* [Task]: One figure is the whole answer: the number of lines below that contain the word "impl".

[Start of Attachment]

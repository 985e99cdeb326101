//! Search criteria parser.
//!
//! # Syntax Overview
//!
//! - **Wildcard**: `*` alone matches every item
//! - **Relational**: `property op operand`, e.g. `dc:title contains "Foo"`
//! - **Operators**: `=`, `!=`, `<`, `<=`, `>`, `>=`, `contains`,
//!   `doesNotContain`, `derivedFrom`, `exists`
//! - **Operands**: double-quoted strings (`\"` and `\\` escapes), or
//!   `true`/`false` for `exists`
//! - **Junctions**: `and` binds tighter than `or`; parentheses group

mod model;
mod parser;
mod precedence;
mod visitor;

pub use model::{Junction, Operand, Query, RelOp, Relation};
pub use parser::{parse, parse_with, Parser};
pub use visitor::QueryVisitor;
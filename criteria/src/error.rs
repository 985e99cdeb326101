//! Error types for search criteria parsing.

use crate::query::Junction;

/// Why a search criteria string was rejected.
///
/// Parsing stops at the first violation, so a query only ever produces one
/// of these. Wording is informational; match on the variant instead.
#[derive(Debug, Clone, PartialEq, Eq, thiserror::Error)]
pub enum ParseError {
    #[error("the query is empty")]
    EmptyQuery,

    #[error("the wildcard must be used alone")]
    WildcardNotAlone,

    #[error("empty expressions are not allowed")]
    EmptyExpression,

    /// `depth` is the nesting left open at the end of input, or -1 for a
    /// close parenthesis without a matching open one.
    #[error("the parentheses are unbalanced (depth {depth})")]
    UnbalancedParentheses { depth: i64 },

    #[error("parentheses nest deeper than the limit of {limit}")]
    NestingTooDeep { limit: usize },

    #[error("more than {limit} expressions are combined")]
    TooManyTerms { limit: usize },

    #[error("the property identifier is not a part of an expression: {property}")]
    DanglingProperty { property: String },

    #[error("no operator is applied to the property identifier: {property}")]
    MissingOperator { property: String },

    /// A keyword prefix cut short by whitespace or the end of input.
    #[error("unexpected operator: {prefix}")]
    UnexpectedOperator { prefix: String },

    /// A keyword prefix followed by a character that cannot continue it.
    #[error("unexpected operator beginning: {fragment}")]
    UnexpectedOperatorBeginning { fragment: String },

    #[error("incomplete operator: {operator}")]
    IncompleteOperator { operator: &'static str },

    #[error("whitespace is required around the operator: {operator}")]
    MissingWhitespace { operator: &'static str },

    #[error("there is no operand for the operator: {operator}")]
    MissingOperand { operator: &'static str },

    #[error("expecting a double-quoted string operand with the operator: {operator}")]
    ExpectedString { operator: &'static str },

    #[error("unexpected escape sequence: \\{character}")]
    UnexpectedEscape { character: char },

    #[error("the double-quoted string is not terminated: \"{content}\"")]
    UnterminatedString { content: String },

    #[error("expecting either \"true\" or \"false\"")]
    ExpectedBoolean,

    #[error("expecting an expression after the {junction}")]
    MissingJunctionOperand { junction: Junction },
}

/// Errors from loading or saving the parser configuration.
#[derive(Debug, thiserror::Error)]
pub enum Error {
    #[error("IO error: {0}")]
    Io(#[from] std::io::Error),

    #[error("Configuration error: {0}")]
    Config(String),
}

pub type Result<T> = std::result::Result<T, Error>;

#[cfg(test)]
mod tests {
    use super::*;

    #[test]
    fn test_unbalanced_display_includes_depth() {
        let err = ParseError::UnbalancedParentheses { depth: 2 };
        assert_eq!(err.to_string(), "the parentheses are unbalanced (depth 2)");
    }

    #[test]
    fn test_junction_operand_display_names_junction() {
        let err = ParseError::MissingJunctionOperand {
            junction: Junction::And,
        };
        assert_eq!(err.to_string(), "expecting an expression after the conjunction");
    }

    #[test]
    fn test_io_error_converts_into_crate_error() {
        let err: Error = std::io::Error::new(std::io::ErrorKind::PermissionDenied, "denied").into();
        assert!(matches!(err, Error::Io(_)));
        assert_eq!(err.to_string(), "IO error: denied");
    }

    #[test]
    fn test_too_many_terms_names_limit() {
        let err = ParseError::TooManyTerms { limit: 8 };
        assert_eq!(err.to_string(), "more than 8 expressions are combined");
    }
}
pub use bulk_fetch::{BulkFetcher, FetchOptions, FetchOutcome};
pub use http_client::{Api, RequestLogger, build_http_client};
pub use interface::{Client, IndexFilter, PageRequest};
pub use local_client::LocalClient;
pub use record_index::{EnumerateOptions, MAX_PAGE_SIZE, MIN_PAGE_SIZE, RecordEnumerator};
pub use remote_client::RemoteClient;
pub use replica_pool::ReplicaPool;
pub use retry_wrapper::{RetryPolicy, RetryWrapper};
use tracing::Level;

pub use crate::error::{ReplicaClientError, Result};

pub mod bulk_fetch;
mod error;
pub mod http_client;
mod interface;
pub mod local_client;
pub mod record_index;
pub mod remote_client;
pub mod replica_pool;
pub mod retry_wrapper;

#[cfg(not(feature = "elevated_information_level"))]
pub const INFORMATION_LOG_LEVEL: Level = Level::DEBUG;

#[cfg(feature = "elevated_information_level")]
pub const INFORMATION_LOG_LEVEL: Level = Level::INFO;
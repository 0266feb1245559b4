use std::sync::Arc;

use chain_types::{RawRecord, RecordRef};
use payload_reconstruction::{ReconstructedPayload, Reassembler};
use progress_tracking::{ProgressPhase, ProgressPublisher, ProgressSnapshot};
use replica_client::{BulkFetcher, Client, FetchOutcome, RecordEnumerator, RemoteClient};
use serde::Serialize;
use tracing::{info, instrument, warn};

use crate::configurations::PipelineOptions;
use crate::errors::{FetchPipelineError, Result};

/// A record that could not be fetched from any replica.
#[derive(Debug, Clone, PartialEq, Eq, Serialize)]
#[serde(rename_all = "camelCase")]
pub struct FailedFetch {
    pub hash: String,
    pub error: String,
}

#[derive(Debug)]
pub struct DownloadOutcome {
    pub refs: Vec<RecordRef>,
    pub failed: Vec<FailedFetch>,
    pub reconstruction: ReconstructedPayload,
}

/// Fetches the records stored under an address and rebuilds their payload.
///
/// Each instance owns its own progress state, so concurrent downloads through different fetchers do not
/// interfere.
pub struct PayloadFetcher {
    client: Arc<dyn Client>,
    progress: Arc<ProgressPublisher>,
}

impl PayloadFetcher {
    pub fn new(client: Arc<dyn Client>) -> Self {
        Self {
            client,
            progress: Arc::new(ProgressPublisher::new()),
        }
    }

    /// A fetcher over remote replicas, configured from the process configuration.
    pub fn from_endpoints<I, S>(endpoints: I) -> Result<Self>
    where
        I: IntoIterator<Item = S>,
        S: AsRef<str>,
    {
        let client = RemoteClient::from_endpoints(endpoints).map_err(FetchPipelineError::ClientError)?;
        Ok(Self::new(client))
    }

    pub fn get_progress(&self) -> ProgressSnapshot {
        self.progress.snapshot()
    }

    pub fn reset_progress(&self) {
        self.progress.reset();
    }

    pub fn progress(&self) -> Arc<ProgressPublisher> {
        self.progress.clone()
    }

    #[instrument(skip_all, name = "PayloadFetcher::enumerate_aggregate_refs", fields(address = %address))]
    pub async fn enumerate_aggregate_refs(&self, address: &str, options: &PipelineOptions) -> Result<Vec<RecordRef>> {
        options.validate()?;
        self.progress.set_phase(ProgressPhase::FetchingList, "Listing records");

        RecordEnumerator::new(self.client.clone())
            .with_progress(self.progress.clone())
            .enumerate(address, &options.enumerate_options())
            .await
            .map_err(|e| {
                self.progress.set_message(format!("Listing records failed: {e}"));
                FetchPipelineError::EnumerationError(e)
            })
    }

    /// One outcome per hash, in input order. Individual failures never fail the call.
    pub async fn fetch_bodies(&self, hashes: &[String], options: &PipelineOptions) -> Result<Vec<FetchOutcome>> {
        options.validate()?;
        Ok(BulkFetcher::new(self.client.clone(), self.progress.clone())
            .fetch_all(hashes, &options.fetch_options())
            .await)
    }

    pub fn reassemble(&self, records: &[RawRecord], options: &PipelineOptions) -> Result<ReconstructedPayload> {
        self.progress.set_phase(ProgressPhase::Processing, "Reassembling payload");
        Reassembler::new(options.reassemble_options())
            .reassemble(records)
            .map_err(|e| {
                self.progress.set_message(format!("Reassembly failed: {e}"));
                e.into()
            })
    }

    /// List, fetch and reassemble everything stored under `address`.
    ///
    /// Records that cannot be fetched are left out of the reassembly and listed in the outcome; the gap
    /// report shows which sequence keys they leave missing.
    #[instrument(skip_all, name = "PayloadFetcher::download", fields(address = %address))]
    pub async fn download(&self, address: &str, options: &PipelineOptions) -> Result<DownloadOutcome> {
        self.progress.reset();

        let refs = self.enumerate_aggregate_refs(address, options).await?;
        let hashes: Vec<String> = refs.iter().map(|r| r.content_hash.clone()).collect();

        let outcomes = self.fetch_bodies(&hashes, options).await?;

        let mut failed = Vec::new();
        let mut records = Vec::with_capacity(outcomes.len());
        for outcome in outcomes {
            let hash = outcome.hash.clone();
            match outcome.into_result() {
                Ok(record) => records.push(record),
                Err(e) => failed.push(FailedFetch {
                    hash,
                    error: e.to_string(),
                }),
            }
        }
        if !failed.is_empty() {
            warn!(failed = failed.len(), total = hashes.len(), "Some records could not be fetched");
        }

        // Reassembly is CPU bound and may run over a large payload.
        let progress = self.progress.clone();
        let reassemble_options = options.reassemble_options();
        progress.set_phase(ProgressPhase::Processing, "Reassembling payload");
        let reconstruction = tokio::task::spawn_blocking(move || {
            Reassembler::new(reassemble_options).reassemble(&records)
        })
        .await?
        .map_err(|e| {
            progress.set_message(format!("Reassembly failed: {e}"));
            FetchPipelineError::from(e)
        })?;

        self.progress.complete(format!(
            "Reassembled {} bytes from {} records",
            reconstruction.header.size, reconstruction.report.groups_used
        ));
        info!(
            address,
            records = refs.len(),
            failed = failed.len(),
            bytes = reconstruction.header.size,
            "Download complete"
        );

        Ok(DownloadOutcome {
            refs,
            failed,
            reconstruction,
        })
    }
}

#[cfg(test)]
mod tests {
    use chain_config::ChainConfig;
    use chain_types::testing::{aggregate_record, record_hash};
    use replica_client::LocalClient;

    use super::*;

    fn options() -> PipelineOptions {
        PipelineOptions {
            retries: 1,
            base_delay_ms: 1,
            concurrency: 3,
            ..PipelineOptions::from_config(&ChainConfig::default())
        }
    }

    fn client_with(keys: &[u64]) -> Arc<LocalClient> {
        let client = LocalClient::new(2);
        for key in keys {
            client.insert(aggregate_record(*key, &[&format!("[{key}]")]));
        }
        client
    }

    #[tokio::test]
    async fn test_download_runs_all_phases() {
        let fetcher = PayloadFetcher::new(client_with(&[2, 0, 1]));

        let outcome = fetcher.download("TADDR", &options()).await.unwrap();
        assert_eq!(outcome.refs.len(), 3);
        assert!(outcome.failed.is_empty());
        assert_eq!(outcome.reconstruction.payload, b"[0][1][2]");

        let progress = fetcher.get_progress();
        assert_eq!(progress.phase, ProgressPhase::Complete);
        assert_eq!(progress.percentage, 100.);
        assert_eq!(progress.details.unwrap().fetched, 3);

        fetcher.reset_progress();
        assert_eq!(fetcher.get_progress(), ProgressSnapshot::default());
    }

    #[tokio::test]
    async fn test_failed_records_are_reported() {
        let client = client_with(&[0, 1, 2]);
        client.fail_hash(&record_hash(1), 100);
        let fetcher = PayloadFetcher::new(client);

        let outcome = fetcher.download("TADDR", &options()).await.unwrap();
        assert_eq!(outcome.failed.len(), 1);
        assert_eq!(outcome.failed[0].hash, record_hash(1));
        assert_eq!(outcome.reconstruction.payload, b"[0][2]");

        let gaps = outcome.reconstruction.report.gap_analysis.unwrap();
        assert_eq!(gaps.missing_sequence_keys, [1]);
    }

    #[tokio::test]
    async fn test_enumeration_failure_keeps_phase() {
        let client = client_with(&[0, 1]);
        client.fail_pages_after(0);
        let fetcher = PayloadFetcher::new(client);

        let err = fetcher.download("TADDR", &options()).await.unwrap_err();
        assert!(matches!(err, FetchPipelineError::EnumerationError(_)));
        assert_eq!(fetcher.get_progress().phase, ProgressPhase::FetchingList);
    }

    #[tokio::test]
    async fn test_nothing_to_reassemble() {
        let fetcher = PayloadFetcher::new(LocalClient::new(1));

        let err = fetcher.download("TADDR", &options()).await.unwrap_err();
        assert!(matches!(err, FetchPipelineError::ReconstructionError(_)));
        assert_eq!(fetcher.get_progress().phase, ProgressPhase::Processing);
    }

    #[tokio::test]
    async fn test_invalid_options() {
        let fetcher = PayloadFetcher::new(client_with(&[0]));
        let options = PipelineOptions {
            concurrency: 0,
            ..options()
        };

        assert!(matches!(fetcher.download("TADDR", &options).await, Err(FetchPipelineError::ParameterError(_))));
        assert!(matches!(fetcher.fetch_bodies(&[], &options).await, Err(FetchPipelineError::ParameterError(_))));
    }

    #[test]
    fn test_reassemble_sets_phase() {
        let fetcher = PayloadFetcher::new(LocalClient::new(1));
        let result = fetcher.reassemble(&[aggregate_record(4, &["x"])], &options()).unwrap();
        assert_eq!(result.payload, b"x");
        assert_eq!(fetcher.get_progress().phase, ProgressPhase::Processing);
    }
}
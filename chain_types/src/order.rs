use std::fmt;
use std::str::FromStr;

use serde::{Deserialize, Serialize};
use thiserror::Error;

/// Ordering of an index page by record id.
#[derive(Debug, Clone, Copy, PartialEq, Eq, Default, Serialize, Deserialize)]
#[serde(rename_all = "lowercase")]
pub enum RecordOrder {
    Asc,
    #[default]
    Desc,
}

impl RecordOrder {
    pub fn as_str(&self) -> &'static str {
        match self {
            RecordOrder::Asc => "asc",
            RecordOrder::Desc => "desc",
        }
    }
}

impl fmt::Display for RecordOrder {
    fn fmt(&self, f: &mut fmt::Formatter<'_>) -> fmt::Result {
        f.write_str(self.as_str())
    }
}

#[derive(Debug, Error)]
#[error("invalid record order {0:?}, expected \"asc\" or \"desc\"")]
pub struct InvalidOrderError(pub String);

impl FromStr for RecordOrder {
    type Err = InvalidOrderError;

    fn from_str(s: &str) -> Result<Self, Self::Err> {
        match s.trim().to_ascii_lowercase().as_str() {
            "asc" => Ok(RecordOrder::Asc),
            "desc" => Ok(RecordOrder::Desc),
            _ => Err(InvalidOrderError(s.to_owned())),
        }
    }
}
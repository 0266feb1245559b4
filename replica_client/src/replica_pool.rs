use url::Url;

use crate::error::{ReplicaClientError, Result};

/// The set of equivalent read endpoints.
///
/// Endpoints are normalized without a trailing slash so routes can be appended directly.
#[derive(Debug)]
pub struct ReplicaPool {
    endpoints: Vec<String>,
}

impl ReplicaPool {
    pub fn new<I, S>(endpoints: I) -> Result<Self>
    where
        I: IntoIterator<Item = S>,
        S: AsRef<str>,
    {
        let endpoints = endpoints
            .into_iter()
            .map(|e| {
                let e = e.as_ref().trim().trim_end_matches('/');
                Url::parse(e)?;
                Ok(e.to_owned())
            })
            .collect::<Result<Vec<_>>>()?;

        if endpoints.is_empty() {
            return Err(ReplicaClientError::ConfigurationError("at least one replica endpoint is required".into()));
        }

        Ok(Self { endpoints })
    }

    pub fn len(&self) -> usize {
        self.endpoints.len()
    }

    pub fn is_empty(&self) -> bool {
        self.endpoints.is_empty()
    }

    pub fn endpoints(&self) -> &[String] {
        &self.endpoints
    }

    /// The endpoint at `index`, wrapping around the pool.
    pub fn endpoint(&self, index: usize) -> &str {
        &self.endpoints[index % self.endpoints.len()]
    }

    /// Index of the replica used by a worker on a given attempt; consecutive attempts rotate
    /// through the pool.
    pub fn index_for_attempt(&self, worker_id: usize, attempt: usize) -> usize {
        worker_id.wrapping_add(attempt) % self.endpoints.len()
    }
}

[End of Attachment]

* [Solution below]: 5